Based upon the initial analysis of the protein coding genes of T. scotoductus SA-01 using Karlin's codon usage method [24], 171 (6.8%) ORFs showed codon usage differences above the threshold values and were identified as horizontally transferred candidate genes (Additional file 2, Table S2). BLAST and phylogenetic analysis showed that 80% of the HT genes showed homology to those of organisms belonging to either closely or distantly related lineage. Laterally acquired genes in T. scotoductus SA-01 show close homology with species belonging to diverse phyla predominantly within the Bacterial domain (Additional file 3, Table S3). Putative donor prediction by BLAST, Neighbour Joining or Maximum Likelihood prediction produced essentially the same results. The majority of the acquired genes (72%) are from species of the phylum Deinococcus-Thermus, supporting the evidence of lateral transfer from other sister Thermus species [25]. Furthermore, most of the horizontally acquired genes excluding the Deinococcus-Thermus were either from distantly related Proteobacteria (6%) or Firmicutes (13%) and many of the genes have been transferred from microorganisms either having hyperthermophilic (25.2%) or thermophilic (58.5%) lifestyles (Additional file 3, Table S3). The high proportion of genes from Firmicutes have been recently recognized in thermophilic bacteria, particularly in the genome sequence of Thermosipho africanus TCF52B, and they emerged as principal donors in thermophiles [26]. Phylogenetic analysis also identified the possible closest homolog, which was the same as the best hit in the majority of the cases (Additional file 3, Table S3).
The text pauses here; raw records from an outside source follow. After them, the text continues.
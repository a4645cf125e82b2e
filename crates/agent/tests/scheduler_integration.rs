use std::time::Duration;

use bdisim_agent::prelude::*;
use bdisim_agent::{SchedulerReport, Tuning};

fn simulation(mode: ScheduleMode, max_ticks: Option<u64>, tick_interval: Duration) -> Scheduler {
    let router = MessageRouter::default();
    let directory = Directory::default();
    let mut scheduler = Scheduler::new(SchedulerConfig {
        tick_interval,
        max_ticks,
        mode,
    });

    let config = RuntimeConfig {
        receive_timeout: Duration::from_millis(1),
        tuning: Tuning {
            virality_probability: 1.0,
            ..Tuning::default()
        },
        ..RuntimeConfig::default()
    };

    for (index, role) in Role::ALL.into_iter().enumerate() {
        let mailbox = router.register(directory.address(role));
        let runtime = AgentRuntime::builder(role, mailbox)
            .directory(directory.clone())
            .config(config.clone())
            .seed(100 + index as u64)
            .build();
        scheduler.add(runtime).unwrap();
    }
    scheduler
}

fn creator(report: &SchedulerReport) -> &AgentSnapshot {
    report.snapshot(&AgentId::new("creator")).expect("creator snapshot")
}

#[tokio::test]
async fn test_cooperative_run_reaches_virality() {
    let scheduler = simulation(ScheduleMode::Cooperative, Some(6), Duration::ZERO);
    let report = scheduler.run(CancellationToken::new()).await;

    assert_eq!(report.ticks, 6);
    assert!(report.failures.is_empty());
    assert_eq!(report.snapshots.len(), 4);
    assert!(report.snapshots.iter().all(|s| s.tick == 6));

    let creator = creator(&report);
    assert!(creator.has_belief("video_uploaded(dance_video_01, tiktok)"));
    assert!(creator.has_belief("content_adapted(dance_video_01)"));
    assert!(creator.has_belief("content_viral(dance_video_01)"));
    assert!(creator.has_belief("content_adapted(vlog_highlight_01)"));
    assert!(creator.has_belief("content_optimized(vlog_highlight_01, instagram)"));
    assert!(creator.has_belief("request_acknowledged(insights-dance_video_01)"));
    assert!(creator
        .beliefs
        .iter()
        .any(|b| b.content.starts_with("insights_received(dance_video_01, ")));
    assert!(creator
        .beliefs
        .iter()
        .any(|b| b.content.starts_with("video_analysis_received(analysis-dance_video_01, ")));

    // No plan exists, so it stays desired
    assert!(creator.has_desire("monetize_content"));
    // Polling goal never completes
    assert!(creator.intentions.iter().any(|i| i.goal == "build_branding"));
    assert_eq!(creator.stats.stalled, 0);
}

#[tokio::test]
async fn test_cooperative_monitors_publish_each_tick() {
    let scheduler = simulation(ScheduleMode::Cooperative, Some(2), Duration::ZERO);
    let monitors = scheduler.monitors();
    assert_eq!(monitors.len(), 4);

    let report = scheduler.run(CancellationToken::new()).await;
    for (id, monitor) in monitors {
        let published = monitor.borrow();
        assert_eq!(published.tick, 2, "monitor for {id}");
        assert_eq!(Some(published.stats.ticks), report.snapshot(&id).map(|s| s.stats.ticks));
    }
}

#[tokio::test]
async fn test_concurrent_run_completes_every_agent() {
    let scheduler = simulation(ScheduleMode::Concurrent, Some(5), Duration::from_millis(2));
    let report = scheduler.run(CancellationToken::new()).await;

    assert!(report.failures.is_empty());
    assert_eq!(report.ticks, 5);
    assert_eq!(report.snapshots.len(), 4);
    for snapshot in &report.snapshots {
        assert_eq!(snapshot.tick, 5, "{} ticks", snapshot.id);
        assert_eq!(snapshot.stats.ticks, 5);
    }
    assert!(creator(&report).has_belief("video_uploaded(edu_snippet_01, youtube)"));
}

#[tokio::test]
async fn test_cancellation_stops_unbounded_run() {
    for mode in [ScheduleMode::Cooperative, ScheduleMode::Concurrent] {
        let scheduler = simulation(mode, None, Duration::from_millis(5));
        let cancel = CancellationToken::new();

        let stopper = cancel.clone();
        tokio::spawn(async move {
            tokio::time::sleep(Duration::from_millis(40)).await;
            stopper.cancel();
        });

        let report = tokio::time::timeout(Duration::from_secs(5), scheduler.run(cancel))
            .await
            .expect("scheduler stops after cancellation");
        assert!(report.failures.is_empty(), "{mode}");
        assert_eq!(report.snapshots.len(), 4, "{mode}");
    }
}
use serde::{Deserialize, Serialize};
use std::fmt;
use std::str::FromStr;

use crate::desire::Desire;
use crate::predicate::GoalPredicate;

/// A named recipe for a goal predicate.
///
/// `steps` is descriptive only; execution dispatches on the trigger predicate.
#[derive(Debug, Clone, PartialEq, Serialize)]
pub struct Plan {
    pub name: String,
    pub goal_predicate: String,
    pub steps: Vec<String>,
    #[serde(skip)]
    trigger: GoalPredicate,
}

impl Plan {
    pub fn new(name: impl Into<String>, goal_predicate: impl Into<String>) -> Self {
        let goal_predicate = goal_predicate.into();
        let trigger = GoalPredicate::parse(&goal_predicate);
        Self {
            name: name.into(),
            goal_predicate,
            steps: Vec::new(),
            trigger,
        }
    }

    pub fn with_steps<I, S>(mut self, steps: I) -> Self
    where
        I: IntoIterator<Item = S>,
        S: Into<String>,
    {
        self.steps = steps.into_iter().map(Into::into).collect();
        self
    }

    pub fn trigger(&self) -> &GoalPredicate {
        &self.trigger
    }

    pub fn matches(&self, desire: &Desire, mode: MatchMode) -> bool {
        match mode {
            MatchMode::Substring => desire.goal().contains(&self.goal_predicate),
            MatchMode::Structured => {
                let goal = desire.predicate();
                // A trigger without arguments accepts any arity.
                goal.name() == self.trigger.name()
                    && (self.trigger.arity() == 0 || self.trigger.arity() == goal.arity())
            }
        }
    }
}

/// How desires are matched against plan triggers.
#[derive(Debug, Clone, Copy, Default, PartialEq, Eq, Serialize, Deserialize)]
#[serde(rename_all = "snake_case")]
pub enum MatchMode {
    /// Predicate name equality plus arity check.
    #[default]
    Structured,
    /// Plan predicate contained anywhere in the goal text. A predicate that is a
    /// substring of another (`upload_video` in `request_upload_video(..)`) will
    /// absorb it, so definition order decides.
    Substring,
}

impl fmt::Display for MatchMode {
    fn fmt(&self, f: &mut fmt::Formatter<'_>) -> fmt::Result {
        match self {
            MatchMode::Structured => f.write_str("structured"),
            MatchMode::Substring => f.write_str("substring"),
        }
    }
}

impl FromStr for MatchMode {
    type Err = String;

    fn from_str(s: &str) -> Result<Self, Self::Err> {
        match s.to_ascii_lowercase().as_str() {
            "structured" => Ok(MatchMode::Structured),
            "substring" => Ok(MatchMode::Substring),
            other => Err(format!("unknown match mode: {other}")),
        }
    }
}

/// Per-role plans in definition order. The first matching plan wins.
#[derive(Debug, Clone, Default)]
pub struct PlanLibrary {
    plans: Vec<Plan>,
}

impl PlanLibrary {
    pub fn new() -> Self {
        Self::default()
    }

    pub fn with_plan(mut self, plan: Plan) -> Self {
        self.plans.push(plan);
        self
    }

    pub fn add(&mut self, plan: Plan) {
        self.plans.push(plan);
    }

    pub fn find_plan(&self, desire: &Desire, mode: MatchMode) -> Option<&Plan> {
        self.plans.iter().find(|plan| plan.matches(desire, mode))
    }

    pub fn plans(&self) -> &[Plan] {
        &self.plans
    }

    pub fn len(&self) -> usize {
        self.plans.len()
    }

    pub fn is_empty(&self) -> bool {
        self.plans.is_empty()
    }
}
use std::time::Duration;
use thiserror::Error;

use bdisim_agent::{MatchMode, RuntimeConfig, ScheduleMode, SchedulerConfig, Tuning};

#[derive(Debug, Error)]
pub enum ConfigError {
    #[error("BDISIM_SEED is not a number: {0}")]
    InvalidSeed(String),

    #[error("{name} must be within 0.0..=1.0, got {value}")]
    ProbabilityOutOfRange { name: &'static str, value: f64 },
}

pub struct SimConfig {
    /// Base seed. Each agent derives its own stream from it.
    pub seed: u64,
    pub scheduler: SchedulerConfig,
    pub runtime: RuntimeConfig,
}

impl SimConfig {
    #[allow(clippy::too_many_arguments)]
    pub fn new(
        seed: Option<u64>,
        ticks: u64,
        tick_ms: u64,
        mode: ScheduleMode,
        match_mode: MatchMode,
        receive_timeout_ms: u64,
        virality_probability: Option<f64>,
        feedback_probability: Option<f64>,
    ) -> Result<Self, ConfigError> {
        let seed = match seed {
            Some(seed) => seed,
            None => match std::env::var("BDISIM_SEED") {
                Ok(raw) => raw
                    .trim()
                    .parse()
                    .map_err(|_| ConfigError::InvalidSeed(raw))?,
                Err(_) => rand::random(),
            },
        };

        let defaults = Tuning::default();
        let tuning = Tuning {
            virality_probability: probability(
                "virality probability",
                virality_probability.unwrap_or(defaults.virality_probability),
            )?,
            feedback_arrival_probability: probability(
                "feedback probability",
                feedback_probability.unwrap_or(defaults.feedback_arrival_probability),
            )?,
            ..defaults
        };

        Ok(Self {
            seed,
            scheduler: SchedulerConfig {
                tick_interval: Duration::from_millis(tick_ms),
                // 0 runs until Ctrl+C
                max_ticks: (ticks > 0).then_some(ticks),
                mode,
            },
            runtime: RuntimeConfig {
                receive_timeout: Duration::from_millis(receive_timeout_ms),
                match_mode,
                tuning,
                ..RuntimeConfig::default()
            },
        })
    }

    /// Seed for the agent at `index` in the roster.
    pub fn agent_seed(&self, index: usize) -> u64 {
        self.seed.wrapping_add(index as u64)
    }
}

fn probability(name: &'static str, value: f64) -> Result<f64, ConfigError> {
    if (0.0..=1.0).contains(&value) {
        Ok(value)
    } else {
        Err(ConfigError::ProbabilityOutOfRange { name, value })
    }
}

#[cfg(test)]
mod tests {
    use super::*;

    fn config(ticks: u64, virality: Option<f64>) -> Result<SimConfig, ConfigError> {
        SimConfig::new(
            Some(7),
            ticks,
            50,
            ScheduleMode::Cooperative,
            MatchMode::Structured,
            5,
            virality,
            None,
        )
    }

    #[test]
    fn test_zero_ticks_runs_forever() {
        let config = config(0, None).unwrap();
        assert_eq!(config.scheduler.max_ticks, None);
        assert_eq!(config.seed, 7);
        assert_eq!(config.agent_seed(2), 9);
    }

    #[test]
    fn test_probability_validated() {
        assert!(matches!(
            config(5, Some(1.5)),
            Err(ConfigError::ProbabilityOutOfRange { .. })
        ));
        let config = config(5, Some(1.0)).unwrap();
        assert_eq!(config.runtime.tuning.virality_probability, 1.0);
        assert_eq!(config.runtime.tuning.feedback_threshold, 2);
    }
}
//! Turns inbound messages into beliefs and desires.

use crate::belief::BeliefStore;
use crate::desire::DesireSet;
use crate::directory::Directory;
use crate::error::SenseError;
use crate::message::{Message, Performative};
use crate::types::AgentId;

/// State a sense rule may change.
pub struct SenseContext<'a> {
    pub agent: &'a AgentId,
    pub beliefs: &'a mut BeliefStore,
    pub desires: &'a mut DesireSet,
    pub directory: &'a Directory,
}

pub type SenseFn = fn(&Message, &mut SenseContext<'_>) -> Result<(), SenseError>;

/// Applies to messages with a given performative and ontology.
#[derive(Clone)]
pub struct SenseRule {
    pub name: &'static str,
    pub performative: Performative,
    pub ontology: &'static str,
    pub apply: SenseFn,
}

impl SenseRule {
    pub fn new(
        name: &'static str,
        performative: Performative,
        ontology: &'static str,
        apply: SenseFn,
    ) -> Self {
        Self {
            name,
            performative,
            ontology,
            apply,
        }
    }
}

impl std::fmt::Debug for SenseRule {
    fn fmt(&self, f: &mut std::fmt::Formatter<'_>) -> std::fmt::Result {
        f.debug_struct("SenseRule")
            .field("name", &self.name)
            .field("performative", &self.performative)
            .field("ontology", &self.ontology)
            .finish()
    }
}

/// Per-role sense rules, checked in order. The first rule for a message's
/// `(performative, ontology)` handles it.
#[derive(Debug, Clone, Default)]
pub struct SenseTable {
    rules: Vec<SenseRule>,
}

impl SenseTable {
    pub fn new() -> Self {
        Self::default()
    }

    pub fn with_rule(mut self, rule: SenseRule) -> Self {
        self.rules.push(rule);
        self
    }

    pub fn find(&self, message: &Message) -> Option<&SenseRule> {
        self.rules
            .iter()
            .find(|rule| message.matches(rule.performative, rule.ontology))
    }

    pub fn len(&self) -> usize {
        self.rules.len()
    }

    pub fn is_empty(&self) -> bool {
        self.rules.is_empty()
    }
}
Analysis of the Thermus thermophilus HB8 and HB27 genomes produced a similar number of putative HT genes, 116 (5.8%) and 104 (5.21%) on the chromosomes and 37 (14%) and 47 (21%) on the megaplasmids, respectively (Additionale file 4, Table S4 for HB8 and additional file 5, Table S5 for HB27). BLAST search of the HT genes of T. thermophilus HB27 against the proteins of HB8 and SA-01 was performed to determine which of the HT genes were shared (Additional file 6, Table S6). Of the HB27 sequences, 56% and 35% had homologs, while 37% and 6% of the homologs were also predicted as alien, in HB8 and SA-01 respectively. Only 43 (29%) of the HB27 sequences had homologs in both HB8 and SA-01. The HT genes of HB27 which are absent in HB8 (and mostly in SA-01) are found in small groups on the chromosome and megaplasmid. A significant fraction of the HT gene homologs of HB27 were not predicted as HT genes in HB8 and SA-01. In some cases, the gene next to the HB27 homolog in HB8 or SA-01 were predicted as HT. This could be an effect of amelioration or may reflect errors in the prediction so the results should be interpreted with caution.

In SA-01 there are many inserts not found in T. thermophilus, which have an alternative oligonucleotide composition compared to the chromosome. Islands I1, I2, I5, I6 and I7 (Figure 1 + 2) of the predicted genomic islands of SA-01 are inside the chromosomal loci that are absent in T. thermophilus genomes (Figure 2), with a part of I4 not present in T. thermophilus. Other strain specific regions (e.g. Island 3) in the SA-01 genome were adapted to the SA-01 sequence composition by the genome amelioration process [27].

Hypothetical proteins form the major part of the island genes, especially so for island 7. Island 1 contains predominantly enzymes involved in O-antigen synthesis, while enzymes involved in DNA processing and integration are interspersed. Island 5 hosts a variety of proteins in common with Meiothermus ruber DSM 1279 (accession NC_013946) including von Willebrand factor (TSC_C11350), conserved hypothetical proteins (TSC_C11340, TSC_C11360 - TSC_C11380) and two operons relating to metabolism of phenolics, TSC_C11390 - TSC_C11440 and TSC_C11450 - TSC_C11520, corresponding to MRUB_2676 - MRUB_2681 and MRUB_2682 - MRUB2689, respectively. These appear to have been directly acquired from Meiothermus ruber DSM 1279, the former operon having undergone an inversion in SA-01 (Additional file 7, Figure S1). The remainder of the genes in I5 have the closest orthologs in T. thermophilus or a variety of organisms including Geobacter, T. aquaticus, Deinococcus deserti, Leptospirillum or Anaeromyxobacter dehalogenans.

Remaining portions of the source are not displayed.